Deformation grids for the average shapes of females and males illustrated shape variations between them (Fig. 6). The heads of the females were somewhat quadratic, wider than that in males, and its posterior part was more elevated than the surrounding areas and gently descended to the front and sides. The males’ heads were towered at the middle part and slide forward, backwards, and laterally. Also, males’ head showed a forward protrude fronting at midline more than females that may be due to large labrium and clypus. Females possessed a broader pereon region than males, with the posterior margin covered large part of the lateral sides of the first two pleonites. Furthermore, the pleon region was wider in females than in males, elevated along the middle line, and slightly descended to the sides (i.e, showing convexity). In males, the first two pleonites were more elevated than the rest of pleonites and gradually descended backwardly, while a small waist was observed between the second and third pleonites. The telson was broader in females than in males.

Fig. 6

Wireframe drawing of sexual dimorphism in body shape of isopod P. pruinosus. Deformation-based on discrimination functional analysis between two sexes. The graph visualizes how the average body shape of female differs concerning that of male. F, female; M, male

Allometric trajectories of females and males were parallel (test for common slope, Wilks’λ = 0.86, F62,89 = 3.81, P = 0.28; Goodall’s test F = 0.36, P = 0.36).
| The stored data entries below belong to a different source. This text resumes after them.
impl<A: CrmApi> App<A> {
    pub fn new(api: A, session: Session, store: Option<SessionStore>) -> Self {
        Self {
            api,
            session,
            store,
            route: Route::Home,
            screen: Screen::Home(ProjectsState::new(Vec::new())),
            status: None,
            should_quit: false,
        }
    }

    pub fn api(&self) -> &A {
        &self.api
    }

    pub fn route(&self) -> Route {
        self.route
    }

    pub fn session(&self) -> &Session {
        &self.session
    }

    pub fn screen(&self) -> &Screen {
        &self.screen
    }

    pub fn screen_mut(&mut self) -> &mut Screen {
        &mut self.screen
    }

    pub fn status(&self) -> Option<&Status> {
        self.status.as_ref()
    }

    pub fn should_quit(&self) -> bool {
        self.should_quit
    }

    /// Leave the event loop from any screen
    pub fn quit(&mut self) {
        tracing::debug!(route = %self.route, "quit requested");
        self.should_quit = true;
    }

    fn report(&mut self, context: &str, err: &ApiError) {
        tracing::warn!(error = %err, "{}", context);
        self.status = Some(Status::Error(format!("{}: {}", context, err)));
    }

    fn token(&self) -> ApiResult<String> {
        self.session
            .token()
            .map(str::to_string)
            .ok_or(ApiError::MissingToken)
    }

    /// Resolve a token persisted by an earlier run into a user. Only a token
    /// the backend answers with 401 is forgotten.
    pub async fn restore_session(&mut self) {
        let Some(token) = self.session.token().map(str::to_string) else {
            return;
        };
        if self.session.is_authenticated() {
            return;
        }

        match self.api.current_user(&token).await {
            Ok(user) => {
                tracing::info!(user = %user.email, "session restored");
                self.session.login(user, token);
            }
            Err(ApiError::Unauthorized(message)) => {
                tracing::info!(%message, "stored token rejected");
                self.session.logout();
                self.forget_token();
            }
            // backend unreachable or failing; the token may still be good
            Err(err) => self.report("Could not restore session", &err),
        }
    }

    fn forget_token(&mut self) {
        if let Some(store) = &self.store {
            if let Err(err) = store.clear() {
                tracing::warn!(error = %err, "could not remove session file");
            }
        }
    }

    /// Switch to `requested`, loading whatever the screen needs. When the
    /// load fails the current screen stays up.
    pub async fn navigate(&mut self, requested: Route) {
        let target = resolve(requested, &self.session);

        match self.load_screen(target).await {
            Ok(Some(screen)) => {
                tracing::debug!(route = %requested, screen = %target, "navigate");
                self.route = requested;
                self.screen = screen;
            }
            Ok(None) => {
                // Home without a token goes to the login form
                self.route = Route::Login;
                self.screen = Screen::Login(LoginState::new());
            }
            Err(err) => self.report(&format!("Could not open {}", requested), &err),
        }
    }

    async fn load_screen(&self, target: Route) -> ApiResult<Option<Screen>> {
        let screen = match target {
            Route::Login => Screen::Login(LoginState::new()),
            Route::Home => {
                let Some(token) = self.session.token() else {
                    return Ok(None);
                };
                Screen::Home(ProjectsState::new(self.api.list_projects(token).await?))
            }
            Route::Customers => {
                let customers = self.api.list_customers(&self.token()?).await?;
                Screen::Customers(CustomersState::new(customers))
            }
            Route::CustomerAdd => Screen::CustomerForm(CustomerFormState::new()),
            Route::CustomerUpdate(id) => {
                let customer = self.api.get_customer(&self.token()?, id).await?;
                Screen::CustomerForm(CustomerFormState::from_existing(customer))
            }
            Route::ProjectAdd => {
                let roster = self.api.list_customers(&self.token()?).await?;
                Screen::ProjectForm(ProjectFormState::new(roster))
            }
            Route::ProjectUpdate(id) => {
                let token = self.token()?;
                let project = self.api.get_project(&token, id).await?;
                let roster = self.api.list_customers(&token).await?;
                Screen::ProjectForm(ProjectFormState::from_existing(project, roster))
            }
        };
        Ok(Some(screen))
    }

    pub async fn handle_key(&mut self, key: KeyCode) {
        self.status = None;

        if !self.screen.captures_keys() {
            let link = nav_links(self.route, &self.session)
                .into_iter()
                .find(|link| key == KeyCode::Char(link.key));
            if let Some(link) = link {
                match link.target {
                    NavTarget::Go(route) => self.navigate(route).await,
                    NavTarget::Logout => self.logout().await,
                }
                return;
            }
        }

        let action = match &mut self.screen {
            Screen::Login(state) => login::handle_key(state, key).map(ScreenAction::Login),
            Screen::Home(state) => projects::handle_key(state, key).map(ScreenAction::Projects),
            Screen::Customers(state) => {
                customers::handle_key(state, key).map(ScreenAction::Customers)
            }
            Screen::CustomerForm(state) => {
                customer_form::handle_key(state, key).map(ScreenAction::CustomerForm)
            }
            Screen::ProjectForm(state) => {
                project_form::handle_key(state, key).map(ScreenAction::ProjectForm)
            }
        };

        match action {
            Some(ScreenAction::Login(action)) => self.on_login(action).await,
            Some(ScreenAction::Projects(action)) => self.on_projects(action).await,
            Some(ScreenAction::Customers(action)) => self.on_customers(action).await,
            Some(ScreenAction::CustomerForm(action)) => self.on_customer_form(action).await,
            Some(ScreenAction::ProjectForm(action)) => self.on_project_form(action).await,
            None => {}
        }
    }

    async fn on_login(&mut self, action: LoginAction) {
        match action {
            LoginAction::Back => self.navigate(Route::Home).await,
            LoginAction::Exit => self.should_quit = true,
            LoginAction::Submit => {
                let Screen::Login(state) = &self.screen else {
                    return;
                };
                let credentials = state.credentials().clone();

                match self.api.login(&credentials).await {
                    Ok(grant) => {
                        tracing::info!(user = %grant.user.email, "logged in");
                        if let Some(store) = &self.store {
                            if let Err(err) = store.save(&grant.token) {
                                tracing::warn!(error = %err, "could not persist session");
                            }
                        }
                        self.session.login(grant.user, grant.token);
                        // a guarded route that sent us here is shown now
                        let next = if self.route == Route::Login { Route::Home } else { self.route };
                        self.navigate(next).await;
                    }
                    Err(ApiError::Validation(errors)) => {
                        if let Screen::Login(state) = &mut self.screen {
                            state.set_errors(errors);
                        }
                    }
                    Err(err) => self.report("Login failed", &err),
                }
            }
        }
    }

    pub async fn logout(&mut self) {
        if let Some(token) = self.session.token().map(str::to_string) {
            if let Err(err) = self.api.logout(&token).await {
                self.report("Logout failed", &err);
                return;
            }
        }

        tracing::info!("logged out");
        self.session.logout();
        self.forget_token();
        self.navigate(Route::Login).await;
    }

    async fn on_projects(&mut self, action: ProjectAction) {
        match action {
            ProjectAction::Exit => self.should_quit = true,
            ProjectAction::NewProject => self.navigate(Route::ProjectAdd).await,
            ProjectAction::EditProject(id) => self.navigate(Route::ProjectUpdate(id)).await,
            ProjectAction::DeleteProject(id) => {
                let result = match self.token() {
                    Ok(token) => self.api.delete_project(&token, id).await,
                    Err(err) => Err(err),
                };
                match result {
                    Ok(()) => {
                        tracing::info!(project = id, "project deleted");
                        self.refresh_projects().await;
                    }
                    Err(err) => self.report("Could not delete project", &err),
                }
            }
        }
    }

    async fn refresh_projects(&mut self) {
        let result = match self.token() {
            Ok(token) => self.api.list_projects(&token).await,
            Err(err) => Err(err),
        };
        match result {
            Ok(projects) => {
                if let Screen::Home(state) = &mut self.screen {
                    state.replace_projects(projects);
                }
            }
            Err(err) => self.report("Could not load projects", &err),
        }
    }

    async fn on_customers(&mut self, action: CustomerListAction) {
        match action {
            CustomerListAction::Back => self.navigate(Route::Home).await,
            CustomerListAction::NewCustomer => self.navigate(Route::CustomerAdd).await,
            CustomerListAction::EditCustomer(id) => {
                self.navigate(Route::CustomerUpdate(id)).await
            }
            CustomerListAction::DeleteCustomer(id) => {
                let result = match self.token() {
                    Ok(token) => self.api.delete_customer(&token, id).await,
                    Err(err) => Err(err),
                };
                if let Err(err) = result {
                    self.report("Could not delete customer", &err);
                }
                self.refresh_customers().await;
            }
            CustomerListAction::DeleteAddress(id) => {
                let result = match self.token() {
                    Ok(token) => self.api.delete_address(&token, id).await,
                    Err(err) => Err(err),
                };
                if let Err(err) = result {
                    self.report("Could not delete address", &err);
                }
                self.refresh_customers().await;
            }
        }
    }

    async fn refresh_customers(&mut self) {
        let result = match self.token() {
            Ok(token) => self.api.list_customers(&token).await,
            Err(err) => Err(err),
        };
        match result {
            Ok(list) => {
                if let Screen::Customers(state) = &mut self.screen {
                    state.replace_customers(list);
                }
            }
            Err(err) => self.report("Could not load customers", &err),
        }
    }

    async fn on_customer_form(&mut self, action: CustomerFormAction) {
        if action == CustomerFormAction::Cancel {
            return self.navigate(Route::Customers).await;
        }
        let token = match self.token() {
            Ok(token) => token,
            Err(err) => return self.report("Not saved", &err),
        };

        match action {
            CustomerFormAction::Cancel => {}
            CustomerFormAction::Submit => {
                let Screen::CustomerForm(state) = &mut self.screen else {
                    return;
                };
                let payload = state.submit();
                let result = match state.customer_id() {
                    Some(id) => self.api.update_customer(&token, id, &payload).await,
                    None => self.api.create_customer(&token, &payload).await,
                };

                match result {
                    Ok(()) => {
                        tracing::info!(customer = %payload.name, "customer saved");
                        self.navigate(Route::Customers).await;
                    }
                    Err(ApiError::Validation(errors)) => {
                        if let Screen::CustomerForm(state) = &mut self.screen {
                            state.set_errors(errors);
                        }
                    }
                    Err(err) => self.report("Could not save customer", &err),
                }
            }
            CustomerFormAction::DeleteAddress(id) => {
                match self.api.delete_address(&token, id).await {
                    Ok(()) => {
                        if let Screen::CustomerForm(state) = &mut self.screen {
                            state.remove_persisted_address(id);
                        }
                        self.status = Some(Status::Info("Address deleted".to_string()));
                    }
                    Err(err) => self.report("Could not delete address", &err),
                }
            }
        }
    }

    async fn on_project_form(&mut self, action: ProjectFormAction) {
        if action == ProjectFormAction::Cancel {
            return self.navigate(Route::Home).await;
        }
        let Screen::ProjectForm(state) = &self.screen else {
            return;
        };
        let payload = state.payload();
        let id = match action {
            ProjectFormAction::Update(id) => Some(id),
            _ => None,
        };

        let result = match self.token() {
            Ok(token) => match id {
                Some(id) => self.api.update_project(&token, id, &payload).await,
                None => self.api.create_project(&token, &payload).await,
            },
            Err(err) => Err(err),
        };

        match result {
            Ok(()) => {
                tracing::info!(project = %payload.name, "project saved");
                self.navigate(Route::Home).await;
            }
            Err(ApiError::Validation(errors)) => {
                if let Screen::ProjectForm(state) = &mut self.screen {
                    state.set_errors(errors);
                }
            }
            Err(err) => self.report("Could not save project", &err),
        }
    }
}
After removing the interaction, MANCOVA showed a significant difference (test for intercept; Wilks’λ = 0.57, F62,89 = 5.38, P < 0.0001; Goodall’s test F = 81.68, P = 0.000). Females and males showed a 25.9° angle between their allometric trajectories that significantly (P < 0.0001) differed from an excepted angle (90°) of random vectors. The previous result revealed that the shape of the body was affected by size in females and males but in a different manner, where the shape of females was more affected (6.6% of variance explained by allometry) than males (5.7% of variance explained by allometry).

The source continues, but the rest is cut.